Tu dois être capable en fermant les yeux d’habiter le corps de ton personnage. Le son de sa voix. Le rythme de ses pas. Promène-toi un moment avec elle… Fais la liste imaginaire de tout ce qu’elle est, des endroits qu’elle a traversés. L’allure. Le langage corporel. Ces tics qui n’appartiennent qu’à elle. L’enfance. Les conflits. Laissent tes personnages t’épater.

Quand ils semblent vouloir aller à droite, envoie-les à gauche.

Ils ont l’air heureux ? Brise-les !

S’ils ont envie de quitter la page, force-les à rester une phrase de plus. Embrouille-les. Heurte-les. Donne leur une langue fourchue. La vraie vie est ainsi. Ne sois pas trop logique. La logique est paralysante.

Façonner la vérité

Les bons textes mêlent l’art et la vraisemblance. Il nous faut rassembler les potentialités du vrai et de l’invention au même endroit exactement. La vérité a besoin d’être façonnée.

Certains semblent croire qu’inventer revient à raconter des mensonges. Loin de là. Inventer consiste à remodeler l’authentique.

Nous nous servons de notre imagination pour pénétrer d’infinies noirceurs.

La langue est une arme puissante. Elle doit être complexe, stratifiée, même frustrante. Il faut la ressentir. Stupéfiante ou déroutante, elle doit exprimer des choses que nous savons sans les avoir réellement percées.

Il ne s’agit pas de mentir mais de pétrir, de mouler, de guider. Tout en restant fidèle à l’esprit de ta création.

… Même si tu crées un ailleurs, tu écris toujours sur ce qui t’entoure.

Whitman disait que nous contenons des multitudes. Joyce qu’écrire était « recréer la vie avec la vie ».

Ton monde est un gisement à exploiter. Tu dois trouver la faculté de t’enfouir dans les tréfonds les plus obscurs pour découvrir ce qui n’a pas été encore révélé.

Examine-toi attentivement, examine les groupes qui t’entourent, tes proches. Prends la parole.

Enfin, ce n’est pas parce qu’une chose t’est arrivée que tu en tireras une histoire vraie, même une histoire intéressante .

Empare-toi du monde réel et superpose différentes couches. Reste sincère.

Aie toujours sur toi un carnet.

Images, idées, bribes de dialogues recueillies dans la rue, adresses, descriptions – tout ce qui Est susceptible à terme, de se glisser dans une phrase. Le détail le plus infime peut détenir la clé d’un nouveau mode de pensée. De simples étincelles glanées ici ou là, produiront peut-être assez de lumière pour illuminer un livre entier.

SOIS UNE CAMERA

Ta langue est notre champ de vision.

Fais-nous vibrer au cœur de l’instant. Montre d’abord le paysage dans son ensemble, puis concentre-toi sur un détail et donne-lui vie.

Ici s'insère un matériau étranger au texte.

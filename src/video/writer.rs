//! Screenshot persistence and filename scheme.
//!
//! Filenames encode transcript id, moment index, sequence index and
//! timestamp, so moments can be rebuilt from a screenshots directory when
//! the transcript JSON has lost them.

use crate::config::ScreenshotSettings;
use crate::error::{GlimtError, Result};
use crate::moments::{KeyMoment, SequenceInfo};
use crate::transcript::format_file_stamp;
use image::codecs::png::{CompressionType, FilterType as PngFilter, PngEncoder};
use image::{ExtendedColorType, ImageEncoder, RgbImage};
use jpeg_encoder::{ColorType as JpegColor, Encoder as JpegEncoder};
use regex::Regex;
use std::collections::BTreeMap;
use std::fs::File;
use std::io::BufWriter;
use std::path::{Component, Path, PathBuf};
use std::str::FromStr;
use std::sync::LazyLock;
use tracing::{debug, error, info, warn};

static SCREENSHOT_NAME: LazyLock<Regex> = LazyLock::new(|| {
    Regex::new(
        r"^(?:backup_)?(?P<id>.+)_screenshot_(?P<moment>\d{2,})(?:_(?P<seq>\d+))?_(?P<min>\d{2,})m(?P<sec>\d{2})s\.(?:png|jpe?g)$",
    )
    .expect("Invalid regex")
});

/// Output image format.
#[derive(Debug, Clone, Copy, PartialEq, Eq, Default)]
pub enum ScreenshotFormat {
    #[default]
    Png,
    Jpeg,
}

impl ScreenshotFormat {
    pub fn extension(&self) -> &'static str {
        match self {
            ScreenshotFormat::Png => "png",
            ScreenshotFormat::Jpeg => "jpg",
        }
    }
}

impl FromStr for ScreenshotFormat {
    type Err = GlimtError;

    fn from_str(s: &str) -> Result<Self> {
        match s.to_lowercase().as_str() {
            "png" => Ok(ScreenshotFormat::Png),
            "jpg" | "jpeg" => Ok(ScreenshotFormat::Jpeg),
            other => Err(GlimtError::InvalidInput(format!(
                "Unknown screenshot format: {}. Use png or jpg.",
                other
            ))),
        }
    }
}

/// PNG compression effort.
#[derive(Debug, Clone, Copy, PartialEq, Eq, Default)]
pub enum PngCompression {
    Fast,
    #[default]
    Default,
    Best,
}

impl FromStr for PngCompression {
    type Err = GlimtError;

    fn from_str(s: &str) -> Result<Self> {
        match s.to_lowercase().as_str() {
            "fast" => Ok(PngCompression::Fast),
            "default" => Ok(PngCompression::Default),
            "best" => Ok(PngCompression::Best),
            other => Err(GlimtError::Config(format!(
                "Unknown PNG compression: {}. Use fast, default or best.",
                other
            ))),
        }
    }
}

impl From<PngCompression> for CompressionType {
    fn from(level: PngCompression) -> Self {
        match level {
            PngCompression::Fast => CompressionType::Fast,
            PngCompression::Default => CompressionType::Default,
            PngCompression::Best => CompressionType::Best,
        }
    }
}

/// Outcome of a save. A failed save is reported here, never raised.
#[derive(Debug, Clone, PartialEq)]
pub struct SaveResult {
    pub success: bool,
    pub path: Option<PathBuf>,
    pub web_path: Option<String>,
}

impl SaveResult {
    fn failed() -> Self {
        Self {
            success: false,
            path: None,
            web_path: None,
        }
    }
}

/// `{id}_screenshot_{moment:02}[_{sequence}]_{MM}m{SS}s.{ext}`
pub fn screenshot_filename(
    transcript_id: &str,
    moment_index: usize,
    sequence_index: Option<usize>,
    timestamp: f64,
    format: ScreenshotFormat,
) -> String {
    let sequence = sequence_index.map(|s| format!("_{}", s)).unwrap_or_default();
    format!(
        "{}_screenshot_{:02}{}_{}.{}",
        transcript_id,
        moment_index,
        sequence,
        format_file_stamp(timestamp),
        format.extension()
    )
}

/// Web path for a file under a `static` directory: `/static/...`.
///
/// Paths without a `static` component are returned as-is.
pub fn web_path(path: &Path) -> String {
    let components: Vec<Component> = path.components().collect();
    match components
        .iter()
        .position(|c| c.as_os_str() == "static")
    {
        Some(pos) => {
            let rest: Vec<String> = components[pos..]
                .iter()
                .map(|c| c.as_os_str().to_string_lossy().to_string())
                .collect();
            format!("/{}", rest.join("/"))
        }
        None => path.to_string_lossy().to_string(),
    }
}

/// Fields recovered from a screenshot filename.
#[derive(Debug, Clone, PartialEq)]
pub struct ScreenshotName {
    pub transcript_id: String,
    pub moment_index: usize,
    pub sequence_index: Option<usize>,
    /// Whole-second approximation of the moment's timestamp.
    pub timestamp: f64,
}

pub fn parse_screenshot_filename(name: &str) -> Option<ScreenshotName> {
    let caps = SCREENSHOT_NAME.captures(name)?;
    let minutes: u64 = caps.name("min")?.as_str().parse().ok()?;
    let seconds: u64 = caps.name("sec")?.as_str().parse().ok()?;
    Some(ScreenshotName {
        transcript_id: caps.name("id")?.as_str().to_string(),
        moment_index: caps.name("moment")?.as_str().parse().ok()?,
        sequence_index: match caps.name("seq") {
            Some(m) => Some(m.as_str().parse().ok()?),
            None => None,
        },
        timestamp: (minutes * 60 + seconds) as f64,
    })
}

/// Rebuild minimal moments from the screenshots in `dir`.
///
/// Only files belonging to `transcript_id` are considered. Context fields
/// are left at the recovered timestamp.
pub fn recover_moments_from_dir(dir: &Path, transcript_id: &str) -> Result<Vec<KeyMoment>> {
    let mut by_moment: BTreeMap<usize, Vec<(ScreenshotName, PathBuf)>> = BTreeMap::new();

    for entry in std::fs::read_dir(dir)? {
        let path = entry?.path();
        let Some(name) = path.file_name().and_then(|n| n.to_str()) else {
            continue;
        };
        let Some(parsed) = parse_screenshot_filename(name) else {
            continue;
        };
        if parsed.transcript_id == transcript_id {
            by_moment.entry(parsed.moment_index).or_default().push((parsed, path));
        }
    }

    let count = by_moment.len();
    let moments = by_moment
        .into_values()
        .enumerate()
        .map(|(position, mut files)| {
            files.sort_by_key(|(name, _)| name.sequence_index.map_or(0, |s| s + 1));
            let (primary, primary_path) = &files[0];
            let timestamp = primary.timestamp;

            let sequence_files: Vec<String> = files
                .iter()
                .filter(|(name, _)| name.sequence_index.is_some())
                .map(|(_, path)| web_path(path))
                .collect();

            let title = if position == 0 {
                "Introduction".to_string()
            } else if position + 1 == count {
                "Conclusion".to_string()
            } else {
                format!("Key point {}", position)
            };

            KeyMoment {
                timestamp,
                title,
                description: "Recovered from screenshots".to_string(),
                transcript_text: String::new(),
                context_start_time: timestamp,
                context_end_time: timestamp,
                screenshot_path: Some(web_path(primary_path)),
                sequence: (!sequence_files.is_empty()).then(|| SequenceInfo::new(sequence_files)),
            }
        })
        .collect::<Vec<_>>();

    info!("Recovered {} moments from {}", moments.len(), dir.display());
    Ok(moments)
}

/// Writes screenshots into one directory.
#[derive(Debug, Clone)]
pub struct ScreenshotWriter {
    output_dir: PathBuf,
    format: ScreenshotFormat,
    png_compression: PngCompression,
    jpeg_quality: u8,
}

impl ScreenshotWriter {
    pub fn new(output_dir: impl Into<PathBuf>) -> Self {
        Self {
            output_dir: output_dir.into(),
            format: ScreenshotFormat::Png,
            png_compression: PngCompression::Default,
            jpeg_quality: 95,
        }
    }

    /// Writer for `output_dir` configured from settings.
    pub fn from_settings(output_dir: impl Into<PathBuf>, settings: &ScreenshotSettings) -> Result<Self> {
        Ok(Self::new(output_dir)
            .with_format(settings.format.parse()?)
            .with_png_compression(settings.png_compression.parse()?)
            .with_jpeg_quality(settings.jpeg_quality))
    }

    pub fn with_format(mut self, format: ScreenshotFormat) -> Self {
        self.format = format;
        self
    }

    pub fn with_png_compression(mut self, compression: PngCompression) -> Self {
        self.png_compression = compression;
        self
    }

    pub fn with_jpeg_quality(mut self, quality: u8) -> Self {
        self.jpeg_quality = quality.clamp(1, 100);
        self
    }

    pub fn format(&self) -> ScreenshotFormat {
        self.format
    }

    pub fn output_dir(&self) -> &Path {
        &self.output_dir
    }

    /// Save a moment's screenshot under the standard filename.
    pub fn save_moment(
        &self,
        image: &RgbImage,
        transcript_id: &str,
        moment_index: usize,
        sequence_index: Option<usize>,
        timestamp: f64,
    ) -> SaveResult {
        let filename = screenshot_filename(transcript_id, moment_index, sequence_index, timestamp, self.format);
        self.save(image, &filename)
    }

    /// Save `image` as `filename`, retrying once as `backup_<filename>`.
    pub fn save(&self, image: &RgbImage, filename: &str) -> SaveResult {
        let primary = self.output_dir.join(filename);
        match self.write(image, &primary) {
            Ok(()) => return self.saved(primary),
            Err(e) => warn!("Failed to save {}: {}", primary.display(), e),
        }

        let backup = self.output_dir.join(format!("backup_{}", filename));
        match self.write(image, &backup) {
            Ok(()) => {
                info!("Saved screenshot to backup path {}", backup.display());
                self.saved(backup)
            }
            Err(e) => {
                error!("Backup save also failed for {}: {}", backup.display(), e);
                SaveResult::failed()
            }
        }
    }

    fn saved(&self, path: PathBuf) -> SaveResult {
        debug!("Saved screenshot {}", path.display());
        SaveResult {
            success: true,
            web_path: Some(web_path(&path)),
            path: Some(path),
        }
    }

    fn write(&self, image: &RgbImage, path: &Path) -> Result<()> {
        if let Some(parent) = path.parent() {
            std::fs::create_dir_all(parent)?;
        }
        let writer = BufWriter::new(File::create(path)?);
        let (width, height) = image.dimensions();

        match self.format {
            ScreenshotFormat::Png => {
                PngEncoder::new_with_quality(writer, self.png_compression.into(), PngFilter::Adaptive)
                    .write_image(image.as_raw(), width, height, ExtendedColorType::Rgb8)?;
            }
            ScreenshotFormat::Jpeg => {
                let too_large = || {
                    GlimtError::InvalidInput(format!("{}x{} is too large for JPEG", width, height))
                };
                let width = u16::try_from(width).map_err(|_| too_large())?;
                let height = u16::try_from(height).map_err(|_| too_large())?;
                let mut encoder = JpegEncoder::new(writer, self.jpeg_quality);
                encoder.set_progressive(true);
                encoder.encode(image.as_raw(), width, height, JpegColor::Rgb)?;
            }
        }
        Ok(())
    }
}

Une astuce valable : fais comme si tu disposais de plusieurs objectifs interchangeables. Sois un grand angle. Un fish-eye. Un télé. Zoome arrière. Zoome avant. Fais flou. Fais le point. Scinde  l’image. Imagine que la caméra c’est toi.

L’esprit est un acrobate. Etudier chaque angle ne nuit pas. Essaie la première personne, la deuxième, la troisième. Adopte le point de vu de ton personnage principal, pas celui d’un tiers. Chamboule tout. Saute du présent au passé. Envisage le futur.

Sois attentif à la façon dont les mots apparaissent sur la page. Un saut de ligne peut être vital. Les paragraphes, les espaces, les tirets. Les points de suspension. N’arrête pas de les regarder tes mots, de les mesurer, de les sonder.

Si tu persévères dans le rôle de la caméra et de son opérateur…tu discerneras la forme convenable, tu découvriras la structure appropriée et le reste s’enchainera tout seul.

Tu sièges alors dans les interrogations du cœur humain. La caméra a disparu et tu t’es mis à voir vraiment.

 

MAISTUNYPENSESPAS

Un dialogue écrit n’est jamais authentique.

Un dialogue n’a pas besoin d’être véridique mais juste. Il doit avoir l’apparence du naturel.

Oublie les hum et les euh : ils passent mal à l’écrit.

Evite d’utiliser un dialogue pour transmettre trop d’informations, surtout si elles sont prévisibles.

Il est bon qu’on se coupe a parole !

Emploie « a-t-il dit » mais sans descriptif encombrant.

Supprime les « haleter », « s’exclamer », « insister »…souvent lourds.

Fais en sorte qu’un dialogue se détache des descriptions voisines par son rythme et par sa longueur.
Qu’il serve à marquer une pause dans ta page, ou à donner un élan à ce qui suit.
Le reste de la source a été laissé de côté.